We have some very sad news to share about our pregnancy. Our 19 week anomaly ultrasound suggested a possible chromosome issue, and subsequent genetic testing shows that our little baby has triploidy, a full extra set of chromosomes. This is a fatal condition that is usually miscarried much earlier in the pregnancy. Even in the unlikely event of a live birth, the expected life span is extremely short.

We did find out our baby's gender, and although I thought I'd find a creative way to share the news, my heart is just not really in it now. We are having a little boy.
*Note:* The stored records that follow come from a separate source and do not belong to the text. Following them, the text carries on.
use std::path::PathBuf;
use std::time::Duration;

use crate::util::env::{env_flag, env_opt, env_parse};

pub const DEFAULT_DATABASE_URL: &str = "sqlite://db/price_data.db";
pub const DEFAULT_DOLAR_API_URL: &str = "https://dolarapi.com/v1/dolares/blue";
pub const DEFAULT_BLUE_RATE: f64 = 1375.0;

/// Process configuration resolved from the environment (and `.env`).
#[derive(Debug, Clone)]
pub struct Settings {
    pub database_url: String,
    pub db_max_connections: u32,
    pub data_dir: PathBuf,
    pub screenshots_dir: PathBuf,
    /// Enables diagnostic screenshots.
    pub debug: bool,
    pub dolar_api_url: String,
    pub default_rate: f64,
    pub dolar_api_timeout: Duration,
    pub cache_ttl: Duration,
    pub scrape: ScrapeTimeouts,
    pub chrome_headless: bool,
    pub chrome_path: Option<PathBuf>,
    pub api_host: String,
    pub api_port: u16,
    pub allowed_origins: String,
}

/// Bounds on every suspension point of a browser scrape.
#[derive(Debug, Clone, Copy)]
pub struct ScrapeTimeouts {
    pub navigation: Duration,
    pub selector: Duration,
    /// Extra wait after load so client-side rendering can finish.
    pub settle: Duration,
}

impl Default for ScrapeTimeouts {
    fn default() -> Self {
        Self {
            navigation: Duration::from_secs(60),
            selector: Duration::from_secs(5),
            settle: Duration::from_millis(2000),
        }
    }
}

impl Settings {
    pub fn from_env() -> Self {
        let defaults = ScrapeTimeouts::default();
        Self {
            database_url: env_opt("DATABASE_URL").unwrap_or_else(|| DEFAULT_DATABASE_URL.into()),
            db_max_connections: env_parse("DB_MAX_CONNS", 5u32),
            data_dir: env_opt("DATA_DIR").unwrap_or_else(|| "data".into()).into(),
            screenshots_dir: env_opt("SCREENSHOTS_DIR")
                .unwrap_or_else(|| "screenshots".into())
                .into(),
            debug: env_flag("SCRAPER_DEBUG", false),
            dolar_api_url: env_opt("DOLAR_API_URL")
                .unwrap_or_else(|| DEFAULT_DOLAR_API_URL.into()),
            default_rate: env_parse("DOLAR_DEFAULT_RATE", DEFAULT_BLUE_RATE),
            dolar_api_timeout: Duration::from_secs(env_parse("DOLAR_API_TIMEOUT_SECS", 10u64)),
            cache_ttl: Duration::from_secs(env_parse("CACHE_TTL_SECS", 3600u64)),
            scrape: ScrapeTimeouts {
                navigation: Duration::from_secs(env_parse(
                    "NAV_TIMEOUT_SECS",
                    defaults.navigation.as_secs(),
                )),
                selector: Duration::from_secs(env_parse(
                    "SELECTOR_TIMEOUT_SECS",
                    defaults.selector.as_secs(),
                )),
                settle: Duration::from_millis(env_parse(
                    "PAGE_SETTLE_MS",
                    defaults.settle.as_millis() as u64,
                )),
            },
            chrome_headless: env_flag("CHROME_HEADLESS", true),
            chrome_path: env_opt("CHROME_PATH").map(PathBuf::from),
            api_host: env_opt("API_HOST").unwrap_or_else(|| "0.0.0.0".into()),
            api_port: env_parse("API_PORT", 8000u16),
            allowed_origins: env_opt("ALLOWED_ORIGINS").unwrap_or_else(|| "*".into()),
        }
    }

    /// Screenshot directory, only when diagnostics are on.
    pub fn screenshot_dir(&self) -> Option<PathBuf> {
        self.debug.then(|| self.screenshots_dir.clone())
    }
}
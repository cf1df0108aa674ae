use async_trait::async_trait;
use regex::{Regex, RegexBuilder};
use std::time::Duration;
use tracing::{debug, info};

use super::number::{parse_integer_digits, NumberFormat};
use super::{ExtractionStage, ExtractionStrategy};
use crate::browser::Page;

/// Patterns swept over the full HTML, in priority order.
pub const CONTENT_PRICE_PATTERNS: [&str; 4] = [
    r"\$\s*(\d+(?:[.,]\d+)*)",
    r"precio[^\d]+(\d+(?:[.,]\d+)*)",
    r"price[^\d]+(\d+(?:[.,]\d+)*)",
    r"valor[^\d]+(\d+(?:[.,]\d+)*)",
];

const DOLLAR_AMOUNT: &str = r"\$\s*(\d+(?:\.\d+)?)";

/// Reads the text of each selector in turn and parses it with the storefront's
/// number format.
pub struct SelectorStrategy {
    selectors: Vec<String>,
    format: NumberFormat,
    wait: Duration,
}

impl SelectorStrategy {
    pub fn new(selectors: &[&str], format: NumberFormat, wait: Duration) -> Self {
        Self {
            selectors: selectors.iter().map(|s| s.to_string()).collect(),
            format,
            wait,
        }
    }
}

#[async_trait]
impl ExtractionStrategy for SelectorStrategy {
    fn stage(&self) -> ExtractionStage {
        ExtractionStage::Selector
    }

    async fn attempt(&self, page: &dyn Page) -> Option<f64> {
        for selector in &self.selectors {
            let text = match page.wait_for_text(selector, self.wait).await {
                Ok(Some(text)) => text,
                Ok(None) => {
                    debug!(selector = %selector, "selector not present");
                    continue;
                }
                Err(e) => {
                    debug!(selector = %selector, error = %e, "selector read failed");
                    continue;
                }
            };
            if let Some(price) = self.format.parse(&text) {
                info!(selector = %selector, price, "price from selector");
                return Some(price);
            }
            debug!(selector = %selector, text = %text.trim(), "selector text has no price");
        }
        None
    }
}

/// Regex sweep over the rendered HTML: the first match of each pattern is
/// stripped of separators and accepted when only digits remain.
pub struct ContentRegexStrategy {
    patterns: Vec<Regex>,
}

impl ContentRegexStrategy {
    pub fn new(patterns: &[&str]) -> Result<Self, regex::Error> {
        let patterns = patterns
            .iter()
            .map(|p| RegexBuilder::new(p).case_insensitive(true).build())
            .collect::<Result<Vec<_>, _>>()?;
        Ok(Self { patterns })
    }

    pub fn standard() -> Result<Self, regex::Error> {
        Self::new(&CONTENT_PRICE_PATTERNS)
    }

    pub fn scan(&self, html: &str) -> Option<f64> {
        self.patterns.iter().find_map(|re| {
            let raw = re.captures(html)?.get(1)?.as_str();
            parse_integer_digits(raw)
        })
    }
}

#[async_trait]
impl ExtractionStrategy for ContentRegexStrategy {
    fn stage(&self) -> ExtractionStage {
        ExtractionStage::ContentRegex
    }

    async fn attempt(&self, page: &dyn Page) -> Option<f64> {
        let html = match page.content().await {
            Ok(html) => html,
            Err(e) => {
                debug!(error = %e, "page content unavailable");
                return None;
            }
        };
        let price = self.scan(&html)?;
        info!(price, "price from page content");
        Some(price)
    }
}

/// Evaluates a storefront-specific JS probe. Numbers are taken as-is, strings
/// must contain a `$` amount.
pub struct ScriptProbeStrategy {
    script: String,
    dollar: Regex,
}

impl ScriptProbeStrategy {
    pub fn new(script: impl Into<String>) -> Result<Self, regex::Error> {
        Ok(Self {
            script: script.into(),
            dollar: Regex::new(DOLLAR_AMOUNT)?,
        })
    }

    pub fn interpret(&self, value: &serde_json::Value) -> Option<f64> {
        match value {
            serde_json::Value::Number(n) => n.as_f64(),
            serde_json::Value::String(s) => self
                .dollar
                .captures(s)
                .and_then(|c| c.get(1))
                .and_then(|m| m.as_str().parse::<f64>().ok()),
            _ => None,
        }
        .filter(|v| v.is_finite() && *v > 0.0)
    }
}

#[async_trait]
impl ExtractionStrategy for ScriptProbeStrategy {
    fn stage(&self) -> ExtractionStage {
        ExtractionStage::ScriptProbe
    }

    async fn attempt(&self, page: &dyn Page) -> Option<f64> {
        let value = match page.evaluate(&self.script).await {
            Ok(v) => v,
            Err(e) => {
                debug!(error = %e, "price probe failed");
                return None;
            }
        };
        let price = self.interpret(&value)?;
        info!(price, "price from script probe");
        Some(price)
    }
}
Here's the long version of events:
Wednesday the 14th, we went to the doctor for our 19-week anomaly scan ultrasound. This hasn't been the smoothest pregnancy ever, so I've been anxious for this ultrasound to confirm the doctor's suspicion of a subchorionic hematoma, where a pocket of blood collects between the placenta and uterus. The scan took a long time. The technician spent a lot of time looking at the heart and asked some questions that worried me, like whether we'd had any genetic testing done. Afterwards, the doctor met with us and said that the ultrasound showed several problems. Thinking of my hematoma concerns, I thought she was talking about problems with me, but she clarified that they saw problems with the baby: multiple cardiac defects (VSD, TGA), a single umbilical artery (SUA), and possible problem with the hands. We learned later that they also reported issues with the brain and possible clubbed feet. All of this led them to suspect a chromosomal abnormality, so they recommended genetic counseling and an amniocentesis to confirm. We went home, called family, looked online for information, and cried... a lot. The most common chromosomal issues are Trisomy 21 (Down Syndrome), and Trisomy 13 and 18 which are considered "incompatible with life" diagnoses, resulting in miscarriages, still births, and babies who rarely live longer than a few days. Based on the ultrasound results, we were pretty convinced of a Trisomy 18.
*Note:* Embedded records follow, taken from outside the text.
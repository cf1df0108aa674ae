// API request/response models (DTOs)

use chrono::{DateTime, Utc};
use serde::{Deserialize, Serialize};

use crate::database_ops::models::{Country, ProductListing};
use crate::service::ProductPriceReport;

pub const API_TITLE: &str = "¿El dólar está caro en Argentina? - API";

/// Standard API response wrapper
#[derive(Debug, Serialize, Deserialize)]
pub struct ApiResponse<T> {
    pub success: bool,
    #[serde(skip_serializing_if = "Option::is_none")]
    pub data: Option<T>,
    #[serde(skip_serializing_if = "Option::is_none")]
    pub error: Option<String>,
    #[serde(skip_serializing_if = "Option::is_none")]
    pub meta: Option<Meta>,
}

impl<T> ApiResponse<T> {
    pub fn success(data: T) -> Self {
        Self {
            success: true,
            data: Some(data),
            error: None,
            meta: Some(Meta::now()),
        }
    }

    pub fn error(message: impl Into<String>) -> Self {
        Self {
            success: false,
            data: None,
            error: Some(message.into()),
            meta: Some(Meta::now()),
        }
    }
}

/// Metadata included in all API responses
#[derive(Debug, Serialize, Deserialize)]
pub struct Meta {
    pub timestamp: DateTime<Utc>,
    pub request_id: String,
    pub version: String,
}

impl Meta {
    pub fn now() -> Self {
        Self {
            timestamp: Utc::now(),
            request_id: uuid::Uuid::new_v4().to_string(),
            version: env!("CARGO_PKG_VERSION").to_string(),
        }
    }
}

#[derive(Debug, Serialize, Deserialize)]
pub struct Greeting {
    pub message: String,
}

#[derive(Debug, Serialize, Deserialize)]
pub struct HealthResponse {
    pub status: String,
    pub database: String,
    pub uptime_seconds: u64,
}

#[derive(Debug, Serialize, Deserialize)]
pub struct AllPricesResponse {
    pub dolar_blue: f64,
    pub productos: Vec<ProductPriceReport>,
}

/// `GET /history/{product}` query string
#[derive(Debug, Deserialize)]
pub struct HistoryQuery {
    #[serde(default = "default_country")]
    pub country: String,
    #[serde(default = "default_limit")]
    pub limit: i64,
}

fn default_country() -> String {
    "AR".to_string()
}

fn default_limit() -> i64 {
    10
}

#[derive(Debug, Serialize, Deserialize)]
pub struct ProductsResponse {
    pub products: Vec<ProductListing>,
}

#[derive(Debug, Serialize, Deserialize)]
pub struct CountriesResponse {
    pub countries: Vec<Country>,
}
Unfortunately, we weren't able to get an appointment with a perinatologist until Friday. We met with the genetic counselor and then had another ultrasound, first with a technician and then with the perinatologist. Surprisingly, his findings were different than the ultrasound from Wednesday. He did not see any major issues with the brain, heart, or feet, but did find the SUA, clenched hands, no stomach bubble, and wasn't able to see the end of the spine (possible spina bifida). The baby was also measuring a few weeks too small (IUGR). Despite the okay heart and brain, multiple issues still suggested a chromosomal abnormality, most likely Trisomy 18. We decided to proceed with the amniocentesis (ouch), expecting results early the following week.
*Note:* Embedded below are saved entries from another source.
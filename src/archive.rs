//! JSON snapshot archive.
//!
//! Layout: `<root>/<endpoint>/<YYYY-MM-DD_HH-MM-SS-mmm>-<seq>.json` per write
//! plus a `latest.json` that accumulates fields across writes. The fixed-width
//! sequence keeps same-millisecond snapshots in name order.

use chrono::Utc;
use serde_json::{Map, Value};
use std::collections::HashMap;
use std::path::{Path, PathBuf};
use std::sync::{Arc, Mutex as StdMutex};
use thiserror::Error;
use tokio::sync::Mutex;
use tracing::{debug, warn};

const LATEST: &str = "latest.json";

#[derive(Debug, Error)]
pub enum ArchiveError {
    #[error("invalid archive endpoint '{0}'")]
    InvalidEndpoint(String),

    #[error("archive io error at {path}: {source}")]
    Io {
        path: PathBuf,
        #[source]
        source: std::io::Error,
    },

    #[error("archive json error: {0}")]
    Json(#[from] serde_json::Error),
}

fn io_err(path: &Path) -> impl FnOnce(std::io::Error) -> ArchiveError + '_ {
    move |source| ArchiveError::Io {
        path: path.to_path_buf(),
        source,
    }
}

/// Shallow merge: non-null fields of `update` win, everything else keeps the
/// value from `previous`.
pub fn merge_latest(previous: Option<Value>, update: &Value) -> Value {
    let mut merged = match previous {
        Some(Value::Object(map)) => map,
        _ => Map::new(),
    };
    match update {
        Value::Object(fields) => {
            for (k, v) in fields {
                if !v.is_null() {
                    merged.insert(k.clone(), v.clone());
                }
            }
            Value::Object(merged)
        }
        other => other.clone(),
    }
}

#[derive(Debug, Clone)]
pub struct SnapshotArchive {
    root: PathBuf,
    // One writer per endpoint: naming and the latest.json merge are read-modify-write.
    writers: Arc<StdMutex<HashMap<String, Arc<Mutex<()>>>>>,
}

impl SnapshotArchive {
    pub fn new(root: impl Into<PathBuf>) -> Self {
        Self {
            root: root.into(),
            writers: Arc::default(),
        }
    }

    fn writer(&self, endpoint: &str) -> Arc<Mutex<()>> {
        let mut map = self.writers.lock().unwrap_or_else(|p| p.into_inner());
        map.entry(endpoint.to_string()).or_default().clone()
    }

    fn endpoint_dir(&self, endpoint: &str) -> Result<PathBuf, ArchiveError> {
        let valid = !endpoint.is_empty()
            && endpoint
                .chars()
                .all(|c| c.is_ascii_alphanumeric() || c == '-' || c == '_');
        if !valid {
            return Err(ArchiveError::InvalidEndpoint(endpoint.to_string()));
        }
        Ok(self.root.join(endpoint))
    }

    /// Writes a timestamped snapshot and folds it into `latest.json`.
    pub async fn save(&self, endpoint: &str, value: &Value) -> Result<PathBuf, ArchiveError> {
        let dir = self.endpoint_dir(endpoint)?;
        let writer = self.writer(endpoint);
        let _guard = writer.lock().await;
        tokio::fs::create_dir_all(&dir).await.map_err(io_err(&dir))?;

        let now = Utc::now();
        let mut snapshot = match value {
            Value::Object(map) => map.clone(),
            other => {
                let mut map = Map::new();
                map.insert("data".into(), other.clone());
                map
            }
        };
        snapshot.insert("timestamp".into(), Value::String(now.to_rfc3339()));
        let snapshot = Value::Object(snapshot);

        let stem = now.format("%Y-%m-%d_%H-%M-%S-%3f").to_string();
        let mut seq = 0u32;
        let mut path = dir.join(format!("{stem}-{seq:03}.json"));
        while tokio::fs::try_exists(&path).await.map_err(io_err(&path))? {
            seq += 1;
            path = dir.join(format!("{stem}-{seq:03}.json"));
        }
        let body = serde_json::to_vec_pretty(&snapshot)?;
        tokio::fs::write(&path, body).await.map_err(io_err(&path))?;

        let previous = self.latest(endpoint).await.unwrap_or_else(|e| {
            warn!(endpoint, error = %e, "unreadable latest.json, starting over");
            None
        });
        let merged = merge_latest(previous, &snapshot);
        let latest_path = dir.join(LATEST);
        let tmp = dir.join(format!(".latest.{}.tmp", uuid::Uuid::new_v4()));
        tokio::fs::write(&tmp, serde_json::to_vec_pretty(&merged)?)
            .await
            .map_err(io_err(&tmp))?;
        tokio::fs::rename(&tmp, &latest_path)
            .await
            .map_err(io_err(&latest_path))?;

        debug!(endpoint, path = %path.display(), "snapshot saved");
        Ok(path)
    }

    pub async fn latest(&self, endpoint: &str) -> Result<Option<Value>, ArchiveError> {
        let path = self.endpoint_dir(endpoint)?.join(LATEST);
        match tokio::fs::read(&path).await {
            Ok(bytes) => Ok(Some(serde_json::from_slice(&bytes)?)),
            Err(e) if e.kind() == std::io::ErrorKind::NotFound => Ok(None),
            Err(e) => Err(io_err(&path)(e)),
        }
    }

    /// Snapshots newest-first, at most `limit`. Unreadable files are skipped.
    pub async fn history(&self, endpoint: &str, limit: usize) -> Result<Vec<Value>, ArchiveError> {
        let dir = self.endpoint_dir(endpoint)?;
        let mut reader = match tokio::fs::read_dir(&dir).await {
            Ok(r) => r,
            Err(e) if e.kind() == std::io::ErrorKind::NotFound => return Ok(Vec::new()),
            Err(e) => return Err(io_err(&dir)(e)),
        };

        let mut names = Vec::new();
        while let Some(entry) = reader.next_entry().await.map_err(io_err(&dir))? {
            let name = entry.file_name().to_string_lossy().into_owned();
            if name.ends_with(".json") && name != LATEST && !name.starts_with('.') {
                names.push(name);
            }
        }
        names.sort_unstable_by(|a, b| b.cmp(a));

        let mut out = Vec::new();
        for name in names.into_iter().take(limit) {
            let path = dir.join(&name);
            let parsed = match tokio::fs::read(&path).await {
                Ok(bytes) => serde_json::from_slice::<Value>(&bytes).map_err(ArchiveError::from),
                Err(e) => Err(io_err(&path)(e)),
            };
            match parsed {
                Ok(v) => out.push(v),
                Err(e) => warn!(file = %name, error = %e, "skipping unreadable snapshot"),
            }
        }
        Ok(out)
    }
}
All weekend, we tried to keep ourselves distracted. I had moments where I was relatively okay and moments where I was not. My parents visited to comfort us with hugs and prayers (and lots of food). Monday was a holiday, and Tuesday I decided to work from home, expecting our preliminary results from the FISH analysis. The genetic counselor called late morning to say the results were available, and Dan came home from work so we could hear the news together. I thought I'd gone through every scenario in my head, but was blindsided when she said the results showed triples of the 13, 18, 21, and sex chromosomes, suggesting triploidy which is a full extra set of chromosomes. It wasn't something we'd discussed as a possibility with the counselor or even come across during our hours of Internet searches. Most babies are miscarried in the first trimester, and the longest reported life was only ten and a half months. I was so worried that the preliminary test results would come back inconclusive and leave us even more worried until the full amnio results came back. This news was the opposite of inconclusive, and I was left with an odd sense of peace after so much uncertainty. We received the full amnio results today, confirming triploidy.

We really appreciate all the prayers and words of encouragement we've received so far. This is going to be an incredibly difficult experience for us and our families, but we know we'll get through this with everyone's support.